Louis-Philippe a donc ainsi manqué une occasion historique de repousser plus loin de Paris la frontière nord de la France, ce qui était pourtant l’objectif séculaire des rois de France. Cela a malheureusement facilité les invasions allemandes, en 1914 et 1940, qui sont passées par cette même Belgique pour entrer en France.
Mais revenons à l’histoire de la Belgique : la question linguistique n’existait pas en 1830 lors de la création du pays.
La situation linguistique en Europe au début de début du 19è Siècle
En France et dans bien d’autres pays européens, il y avait à cette époque une noblesse et une bonne partie de la bourgeoisie qui parlent une langue commune, souvent le français, notamment aux Pays-Bas, mais aussi le hochdeutsch qui deviendra la langue officielle de l’Allemagne et de l’Autriche, mais pas celle des Pays-Bas, ou le florentin, qui deviendra la langue officielle de l’Italie.
Le reste de la population des pays européens est paysanne dans sa très grande majorité, et parle une langue locale comme le provençal en France, le bavarois dans la future Allemagne ou le piémontais dans la future Italie.
En Belgique les langues locales sont, au nord, diverses variétés du flamand, différentes du néerlandais et, au sud, des langues romanes proches du français, dont le picard et le wallon.
Mais l’élite sociale et politique est alors francophone, quelle que soit la langue locale.
L’apparition des Wallons et des Flamands
Comme en France, le français va faire disparaître les langues romanes, ou du moins les renvoyer dans la vie privée d’une minorité toujours plus réduite de la population. Le français va également remplacer le dialecte germanique de la partie proche du Luxembourg.
À la fin de cette évolution, dans le courant du XXe siècle, le mot « Wallon » signifiera « francophone ». Par opposition le terme « Flamand » désignera les habitants du Nord. Nous verrons plus bas le cas particulier des Bruxellois et des germanophones.
Les Flamands sont majoritaires en Belgique, ce qui sera décisif au fur et à mesure de la démocratisation. Or elle va gagner du terrain au XIXe et XXe siècle. On passe à un « suffrage universel pondéré par le vote plural » en 1893, qui favorise les élites et donc le français, puis au suffrage universel masculin en 1921, avant d’adopter le suffrage universel complet en 1948.
Cette démocratisation donne l’avantage aux Flamands, à une époque où les questions nationales, et donc de langue de la majorité l’emportent sur les habitudes de fidélité à des personnes, notamment royales. L’héritage de la révolution française a fini par s’imposer, et triomphe dans le découpage de l’Europe de 1918, construit sur des données linguistiques considérées comme nationales, alors qu’elles n’étaient pas prises en compte au début du XIXe siècle.
Mais l’élite est francophone en Flandre et l’opposition au français va y prendre une tournure sociale.

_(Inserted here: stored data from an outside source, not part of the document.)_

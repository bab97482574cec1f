//! Environment context for a run
//!
//! The context is built once at run start from static configuration plus
//! declared write-once slots (for values computed during the run, such as
//! the checked-out revision id). Base keys are immutable once populated.
//! Secret-bearing steps receive scoped overlays that shadow the base for
//! the duration of one step and are unreachable afterwards.

use crate::graph::errors::EngineError;
use ahash::{AHashMap, AHashSet};
use parking_lot::RwLock;
use regex::Regex;
use std::sync::Arc;

/// Key/value store visible to all stages of a run.
///
/// Cloning is cheap; clones share the same base map. Overlays are local
/// to the clone that carries them and never write back into the base.
#[derive(Debug, Clone)]
pub struct EnvContext {
    shared: Arc<Shared>,
    overlay: Option<Arc<AHashMap<String, String>>>,
}

#[derive(Debug)]
struct Shared {
    base: RwLock<AHashMap<String, String>>,
    slots: AHashSet<String>,
}

impl EnvContext {
    /// Creates a context from static configuration.
    ///
    /// `slots` declares the keys that a designated step may populate
    /// exactly once during the run; every other key is immutable.
    #[must_use]
    pub fn new(
        base: impl IntoIterator<Item = (String, String)>,
        slots: impl IntoIterator<Item = String>,
    ) -> Self {
        Self {
            shared: Arc::new(Shared {
                base: RwLock::new(base.into_iter().collect()),
                slots: slots.into_iter().collect(),
            }),
            overlay: None,
        }
    }

    /// Returns true if `key` is a declared write-once slot
    #[must_use]
    pub fn is_slot(&self, key: &str) -> bool {
        self.shared.slots.contains(key)
    }

    /// Populates a write-once slot.
    ///
    /// # Errors
    ///
    /// Returns [`EngineError::ReadOnlyKey`] if the key is already
    /// populated or was never declared as a slot.
    pub fn set(&self, key: &str, value: impl Into<String>) -> Result<(), EngineError> {
        let mut base = self.shared.base.write();
        if base.contains_key(key) || !self.shared.slots.contains(key) {
            return Err(EngineError::ReadOnlyKey {
                key: key.to_string(),
            });
        }
        base.insert(key.to_string(), value.into());
        Ok(())
    }

    /// Looks up a key, overlay entries shadowing the base.
    ///
    /// # Errors
    ///
    /// Returns [`EngineError::MissingKey`] if the key is absent.
    pub fn get(&self, key: &str) -> Result<String, EngineError> {
        if let Some(overlay) = &self.overlay {
            if let Some(value) = overlay.get(key) {
                return Ok(value.clone());
            }
        }
        self.shared
            .base
            .read()
            .get(key)
            .cloned()
            .ok_or_else(|| EngineError::MissingKey {
                key: key.to_string(),
            })
    }

    /// Looks up a key, falling back to a default
    #[must_use]
    pub fn get_or(&self, key: &str, default: &str) -> String {
        self.get(key).unwrap_or_else(|_| default.to_string())
    }

    /// Returns a derived context with `entries` merged on top.
    ///
    /// The receiver is untouched; dropping the derived context discards
    /// the overlay on every exit path.
    #[must_use]
    pub fn overlaid(&self, entries: impl IntoIterator<Item = (String, String)>) -> Self {
        let mut merged: AHashMap<String, String> = match &self.overlay {
            Some(existing) => existing.as_ref().clone(),
            None => AHashMap::new(),
        };
        merged.extend(entries);
        Self {
            shared: Arc::clone(&self.shared),
            overlay: Some(Arc::new(merged)),
        }
    }

    /// Runs `body` with overlay entries visible, then discards them.
    ///
    /// Overlay values shadow base values and are unreachable after `body`
    /// returns, whether it returns normally, fails, or panics.
    pub fn with_overlay<R>(
        &self,
        entries: impl IntoIterator<Item = (String, String)>,
        body: impl FnOnce(&EnvContext) -> R,
    ) -> R {
        let scoped = self.overlaid(entries);
        body(&scoped)
    }

    /// Materializes the visible key/value pairs for process spawning
    #[must_use]
    pub fn snapshot(&self) -> AHashMap<String, String> {
        let mut map = self.shared.base.read().clone();
        if let Some(overlay) = &self.overlay {
            for (k, v) in overlay.iter() {
                map.insert(k.clone(), v.clone());
            }
        }
        map
    }

    /// Expands `${VAR}` references against this context.
    ///
    /// Unknown variables are left unchanged in the output.
    #[must_use]
    pub fn expand(&self, input: &str) -> String {
        static VAR_PATTERN: once_cell::sync::Lazy<Regex> =
            once_cell::sync::Lazy::new(|| Regex::new(r"\$\{([A-Za-z_][A-Za-z0-9_]*)\}").unwrap());

        VAR_PATTERN
            .replace_all(input, |caps: &regex::Captures| {
                let name = caps.get(1).map(|m| m.as_str()).unwrap_or("");
                self.get(name).unwrap_or_else(|_| {
                    caps.get(0)
                        .map(|m| m.as_str().to_string())
                        .unwrap_or_default()
                })
            })
            .to_string()
    }
}

#[cfg(test)]
mod tests {
    use super::*;
    use proptest::prelude::*;

    fn ctx() -> EnvContext {
        EnvContext::new(
            [
                ("REGISTRY".to_string(), "registry.local".to_string()),
                ("APP".to_string(), "billing".to_string()),
            ],
            ["GIT_COMMIT".to_string()],
        )
    }

    #[test]
    fn test_get_present_key() {
        assert_eq!(ctx().get("APP").unwrap(), "billing");
    }

    #[test]
    fn test_get_missing_key() {
        let err = ctx().get("NOPE").unwrap_err();
        assert!(matches!(err, EngineError::MissingKey { key } if key == "NOPE"));
    }

    #[test]
    fn test_get_or_default() {
        assert_eq!(ctx().get_or("NOPE", "fallback"), "fallback");
        assert_eq!(ctx().get_or("APP", "fallback"), "billing");
    }

    #[test]
    fn test_slot_written_once() {
        let ctx = ctx();
        ctx.set("GIT_COMMIT", "abc1234").unwrap();
        assert_eq!(ctx.get("GIT_COMMIT").unwrap(), "abc1234");

        let err = ctx.set("GIT_COMMIT", "def5678").unwrap_err();
        assert!(matches!(err, EngineError::ReadOnlyKey { .. }));
    }

    #[test]
    fn test_set_rejects_immutable_base_key() {
        let err = ctx().set("APP", "other").unwrap_err();
        assert!(matches!(err, EngineError::ReadOnlyKey { key } if key == "APP"));
    }

    #[test]
    fn test_set_rejects_undeclared_key() {
        let err = ctx().set("NEW_KEY", "v").unwrap_err();
        assert!(matches!(err, EngineError::ReadOnlyKey { .. }));
    }

    #[test]
    fn test_slot_visible_to_clones() {
        let ctx = ctx();
        let clone = ctx.clone();
        ctx.set("GIT_COMMIT", "abc1234").unwrap();
        assert_eq!(clone.get("GIT_COMMIT").unwrap(), "abc1234");
    }

    #[test]
    fn test_overlay_shadows_and_is_discarded() {
        let ctx = ctx();
        let seen = ctx.with_overlay(
            [("TOKEN".to_string(), "x".to_string())],
            |scoped| scoped.get("TOKEN").unwrap(),
        );
        assert_eq!(seen, "x");
        assert!(matches!(
            ctx.get("TOKEN"),
            Err(EngineError::MissingKey { .. })
        ));
    }

    #[test]
    fn test_overlay_shadows_base_without_mutating_it() {
        let ctx = ctx();
        ctx.with_overlay([("APP".to_string(), "shadowed".to_string())], |scoped| {
            assert_eq!(scoped.get("APP").unwrap(), "shadowed");
        });
        assert_eq!(ctx.get("APP").unwrap(), "billing");
    }

    #[test]
    fn test_overlay_discarded_when_body_panics() {
        let ctx = ctx();
        let result = std::panic::catch_unwind(std::panic::AssertUnwindSafe(|| {
            ctx.with_overlay([("TOKEN".to_string(), "x".to_string())], |_| {
                panic!("step blew up")
            })
        }));
        assert!(result.is_err());
        assert!(matches!(
            ctx.get("TOKEN"),
            Err(EngineError::MissingKey { .. })
        ));
    }

    #[test]
    fn test_nested_overlays_merge() {
        let ctx = ctx();
        ctx.with_overlay([("A".to_string(), "1".to_string())], |outer| {
            outer.with_overlay([("B".to_string(), "2".to_string())], |inner| {
                assert_eq!(inner.get("A").unwrap(), "1");
                assert_eq!(inner.get("B").unwrap(), "2");
            });
            assert!(outer.get("B").is_err());
        });
    }

    #[test]
    fn test_expand_known_and_unknown() {
        let ctx = ctx();
        assert_eq!(
            ctx.expand("push ${REGISTRY}/${APP}:${TAG}"),
            "push registry.local/billing:${TAG}"
        );
    }

    #[test]
    fn test_snapshot_includes_overlay() {
        let ctx = ctx();
        let scoped = ctx.overlaid([("TOKEN".to_string(), "x".to_string())]);
        let snap = scoped.snapshot();
        assert_eq!(snap.get("TOKEN").map(String::as_str), Some("x"));
        assert_eq!(snap.get("APP").map(String::as_str), Some("billing"));
        assert!(!ctx.snapshot().contains_key("TOKEN"));
    }

    proptest! {
        #[test]
        fn prop_overlay_never_leaks(key in "[A-Z][A-Z0-9_]{0,12}", value in ".{0,16}") {
            let ctx = EnvContext::new(
                [("FIXED".to_string(), "base".to_string())],
                std::iter::empty(),
            );
            let inside = ctx.with_overlay(
                [(key.clone(), value.clone())],
                |scoped| scoped.get(&key).unwrap(),
            );
            prop_assert_eq!(inside, value);
            // After the scope ends the key resolves only if the base had it.
            if key == "FIXED" {
                prop_assert_eq!(ctx.get(&key).unwrap(), "base");
            } else {
                prop_assert!(ctx.get(&key).is_err());
            }
        }
    }
}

Le mythe de la colonisation francophone
Pour moi, le mot « mythe » ne renvoie pas à une vérité ou à une légende. C’est un récit auquel une communauté est profondément sensible, peu importe que l’histoire valide ou non ce récit. Le mythe existe et cela suffit.

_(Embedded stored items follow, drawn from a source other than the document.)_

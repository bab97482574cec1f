//! `gantry check` - Validate a stage graph definition
//!
//! Parses and validates a definition file without executing anything.
//! Exit code 0 means the definition would be accepted by the runner.

use anyhow::{Context, Result};
use gantry::{GraphDefinition, Validate};
use std::path::Path;

/// Validate a definition file.
///
/// # Errors
///
/// Returns an error when the file cannot be read or parsed, or when the
/// definition fails validation.
pub fn check_definition(file: &Path) -> Result<()> {
    tracing::debug!("Validating definition: {}", file.display());

    let definition = GraphDefinition::from_path(file)
        .map_err(|e| anyhow::anyhow!(e))
        .with_context(|| format!("Failed to load definition: {}", file.display()))?;

    definition
        .validate()
        .with_context(|| format!("Definition rejected: {}", file.display()))?;

    let mut nodes = 0usize;
    definition.root.walk("", &mut |_, _| nodes += 1);

    println!(
        "{}: ok ({} nodes, max fan-out {})",
        definition.display_name(),
        nodes,
        definition.max_fan_out()
    );
    Ok(())
}

#[cfg(test)]
mod tests {
    use super::*;
    use std::fs;
    use tempfile::TempDir;

    #[test]
    fn test_check_valid_definition() {
        let temp_dir = TempDir::new().unwrap();
        let file_path = temp_dir.path().join("ci.yaml");

        let definition = r#"
name: ci
root:
  name: pipeline
  kind: sequential-group
  children:
    - name: build
      kind: leaf
      steps:
        - type: command
          command: make all
"#;

        fs::write(&file_path, definition).unwrap();
        assert!(check_definition(&file_path).is_ok());
    }

    #[test]
    fn test_check_invalid_definition() {
        let temp_dir = TempDir::new().unwrap();
        let file_path = temp_dir.path().join("bad.yaml");

        // Group without children fails validation.
        let definition = r#"
root:
  name: pipeline
  kind: parallel-group
"#;

        fs::write(&file_path, definition).unwrap();
        assert!(check_definition(&file_path).is_err());
    }

    #[test]
    fn test_check_nonexistent_file() {
        let result = check_definition(Path::new("/nonexistent/graph.yaml"));
        assert!(result.is_err());
    }
}
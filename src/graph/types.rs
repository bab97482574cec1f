//! Core status types for the stage graph
//!
//! This module contains the fundamental types that represent
//! the outcome of nodes and whole runs.

#![allow(clippy::must_use_candidate)]

use serde::{Deserialize, Serialize};
use std::fmt;

/// Lifecycle status of a single stage node
#[derive(Debug, Clone, Copy, PartialEq, Eq, Serialize, Deserialize)]
#[serde(rename_all = "lowercase")]
pub enum NodeStatus {
    /// Node has not started yet
    Pending,
    /// Node is currently executing
    Running,
    /// Node completed successfully
    Succeeded,
    /// Node completed with a failure
    Failed,
    /// Node was aborted while running
    Aborted,
    /// Node never started because an ancestor failed or the run was aborted
    Skipped,
}

impl NodeStatus {
    /// Returns true if the node reached a terminal state
    #[must_use]
    pub fn is_terminal(&self) -> bool {
        !matches!(self, Self::Pending | Self::Running)
    }

    /// Returns true if the node succeeded
    #[must_use]
    pub fn is_succeeded(&self) -> bool {
        matches!(self, Self::Succeeded)
    }

    /// Returns true if the node failed
    #[must_use]
    pub fn is_failed(&self) -> bool {
        matches!(self, Self::Failed)
    }

    /// Returns true if the node was aborted
    #[must_use]
    pub fn is_aborted(&self) -> bool {
        matches!(self, Self::Aborted)
    }

    /// Returns true if the node was skipped
    #[must_use]
    pub fn is_skipped(&self) -> bool {
        matches!(self, Self::Skipped)
    }

    /// Combines two terminal statuses, keeping the worse one.
    ///
    /// Severity order: failed > aborted > succeeded. Skipped children do
    /// not influence a group's status.
    #[must_use]
    pub fn worse(self, other: Self) -> Self {
        use NodeStatus::{Aborted, Failed, Skipped};
        match (self, other) {
            (Failed, _) | (_, Failed) => Failed,
            (Aborted, _) | (_, Aborted) => Aborted,
            (Skipped, status) | (status, Skipped) => status,
            (status, _) => status,
        }
    }
}

impl fmt::Display for NodeStatus {
    fn fmt(&self, f: &mut fmt::Formatter<'_>) -> fmt::Result {
        match self {
            Self::Pending => write!(f, "PENDING"),
            Self::Running => write!(f, "RUNNING"),
            Self::Succeeded => write!(f, "SUCCEEDED"),
            Self::Failed => write!(f, "FAILED"),
            Self::Aborted => write!(f, "ABORTED"),
            Self::Skipped => write!(f, "SKIPPED"),
        }
    }
}

/// Terminal status of a whole run
#[derive(Debug, Clone, Copy, PartialEq, Eq, Serialize, Deserialize)]
#[serde(rename_all = "lowercase")]
pub enum RunStatus {
    /// Every executed node succeeded
    Succeeded,
    /// At least one node along the executed path failed
    Failed,
    /// The run was aborted (quality gate escalation or external cancel)
    Aborted,
}

impl RunStatus {
    /// Returns true if the run succeeded
    #[must_use]
    pub fn is_succeeded(&self) -> bool {
        matches!(self, Self::Succeeded)
    }

    /// Derives the run status from the root node's terminal status
    #[must_use]
    pub fn from_node(status: NodeStatus) -> Self {
        match status {
            NodeStatus::Failed => Self::Failed,
            NodeStatus::Aborted | NodeStatus::Skipped => Self::Aborted,
            _ => Self::Succeeded,
        }
    }
}

impl fmt::Display for RunStatus {
    fn fmt(&self, f: &mut fmt::Formatter<'_>) -> fmt::Result {
        match self {
            Self::Succeeded => write!(f, "SUCCEEDED"),
            Self::Failed => write!(f, "FAILED"),
            Self::Aborted => write!(f, "ABORTED"),
        }
    }
}

/// Trait for types that can be validated
#[allow(clippy::missing_errors_doc)]
pub trait Validate {
    /// Type of validation error
    type Error;

    /// Validates this type
    fn validate(&self) -> std::result::Result<(), Self::Error>;
}
//! `gantry completions` - Generate shell completions
//!
//! Supports bash, zsh, fish, and PowerShell.

use anyhow::{Context, Result};
use clap_complete::Shell;
use std::fs;
use std::path::Path;

pub fn generate_completions(shell: Shell) -> Result<String> {
    use clap_complete::generate;

    let mut cmd = super::build_cli();
    let mut buf = Vec::new();
    generate(shell, &mut cmd, "gantry", &mut buf);

    String::from_utf8(buf).context("Failed to generate completions")
}

pub fn save_completions(completions: &str, output_path: &Path) -> Result<()> {
    fs::write(output_path, completions)
        .with_context(|| format!("Failed to write completions to: {}", output_path.display()))?;
    Ok(())
}

#[cfg(test)]
mod tests {
    use super::*;

    #[test]
    fn test_generate_bash_completions() {
        let completions = generate_completions(Shell::Bash).unwrap();
        assert!(!completions.is_empty());
        assert!(completions.contains("gantry"));
    }

    #[test]
    fn test_generate_zsh_completions() {
        let completions = generate_completions(Shell::Zsh).unwrap();
        assert!(!completions.is_empty());
        assert!(completions.contains("gantry"));
    }

    #[test]
    fn test_generate_fish_completions() {
        let completions = generate_completions(Shell::Fish).unwrap();
        assert!(!completions.is_empty());
        assert!(completions.contains("gantry"));
    }
}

Ce que je ressens en tant qu’observateur extérieur est un puissant sentiment de revanche de la part des Flamands, en réaction au mythe de la « colonisation wallonne ». Cette « colonisation » est perçue à plusieurs points de vue : sociale, comme nous avons vu, mais aussi économique, parce que les gisements de charbon de Wallonie avaient généré une puissante industrie métallurgique qui contraste avec une Flandre relativement rurale et moins riche.

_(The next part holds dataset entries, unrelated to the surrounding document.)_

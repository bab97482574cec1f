//! # Gantry - A pipeline orchestration engine
//!
//! Gantry executes declarative stage graphs: trees of named nodes where
//! groups run their children sequentially or in parallel and leaves run
//! ordered shell steps. Runs carry a shared environment context with
//! write-once slots and scoped overlays, can suspend on quality gates
//! awaiting external verdicts, and produce a sealed report of every
//! node, step, and artifact.
//!
//! ## Quick Start
//!
//! ```no_run
//! use gantry::{Collaborators, EngineConfig, GraphDefinition, StageGraphRunner, StageNode, StepSpec};
//!
//! # async fn demo() -> Result<(), gantry::EngineError> {
//! let definition = GraphDefinition::builder(StageNode::sequential(
//!     "pipeline",
//!     vec![
//!         StageNode::leaf("build", vec![StepSpec::command("make all")]),
//!         StageNode::leaf("test", vec![StepSpec::command("make test")]),
//!     ],
//! ))
//! .name("ci")
//! .build()?;
//!
//! let runner = StageGraphRunner::new(EngineConfig::default(), Collaborators::default());
//! let report = runner.run(&definition).await?;
//! println!("{}", report.status());
//! # Ok(())
//! # }
//! ```
//!
//! ## Features
//!
//! - **Declarative definitions**: YAML/JSON stage trees validated before anything runs
//! - **Parallel regions**: bounded worker pool, failing children never cancel siblings
//! - **Quality gates**: suspend a run awaiting an external verdict, with timeout escalation
//! - **Bounded capture**: per-stream output limits that never block the child process
//! - **Sealed reports**: immutable post-run record of statuses, steps, and artifacts
//!
//! ## License
//!
//! Licensed under either of
//! - Apache License, Version 2.0 ([LICENSE-APACHE](LICENSE-APACHE) or <https://www.apache.org/licenses/LICENSE-2.0>)
//! - MIT license ([LICENSE-MIT](LICENSE-MIT) or <https://opensource.org/licenses/MIT>)
//!
//! at your option.

#![warn(missing_docs)]
#![warn(clippy::all)]
#![warn(clippy::pedantic)]
#![cfg_attr(test, allow(clippy::unwrap_used))]

pub mod executor;
pub mod graph;
pub mod infrastructure;
pub mod report;
pub mod runner;

// Prelude module for common imports
pub mod prelude;

// Re-export commonly used types
pub use executor::{
    AbortSignal, Collaborators, CommandSource, GateChannel, GateHandle, GateVerdict, ManualGate,
    SilentGate, SourceControl, StepExecutor, StepOutcome, StepRecord, TRUNCATION_MARKER,
};
pub use graph::{
    EngineError, EnvContext, GraphDefinition, GraphDefinitionBuilder, NodeKind, NodeStatus,
    PostActions, RunStatus, StageNode, StepKind, StepSpec, Validate, ValidationError,
};
pub use infrastructure::{init_logging, EngineConfig};
pub use report::{ArtifactRef, PostStepRecord, ReportNode, RunReport};
pub use runner::{GatePolicy, GateRequest, PostRunDispatcher, QualityGateWaiter, StageGraphRunner};

/// Version of the gantry crate.
pub const VERSION: &str = env!("CARGO_PKG_VERSION");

Du coup, les Flamands se répètent des récits de brimades par les francophones, véritables ou légendaires, la plus répandue étant celle de l’officier wallon s’exprimant en français à ses troupes flamandes pendant la première guerre mondiale et responsable de ce fait de la mort de certains soldats qui n’ont pas compris les ordres. Cette anecdote paraît surprenante vu de l’extérieur, tous les Flamands ayant appris le français à l’école…
À cela s’ajoute la « tache d’huile » bruxelloise, c’est-à-dire la constatation que Bruxelles et ses environs bien que situés géographiquement en Flandre, comme l’illustre la toponymie, deviennent francophones probablement du fait de son rôle de capitale du pays, où se regroupent les élites et où le travail se fait en français. Bruxelles et certaines communes de la périphérie sont maintenant en quasi-totalité francophone (à 85 % ou 95 % pour Bruxelles, simple évaluation car il n’y a plus de recensement linguistique).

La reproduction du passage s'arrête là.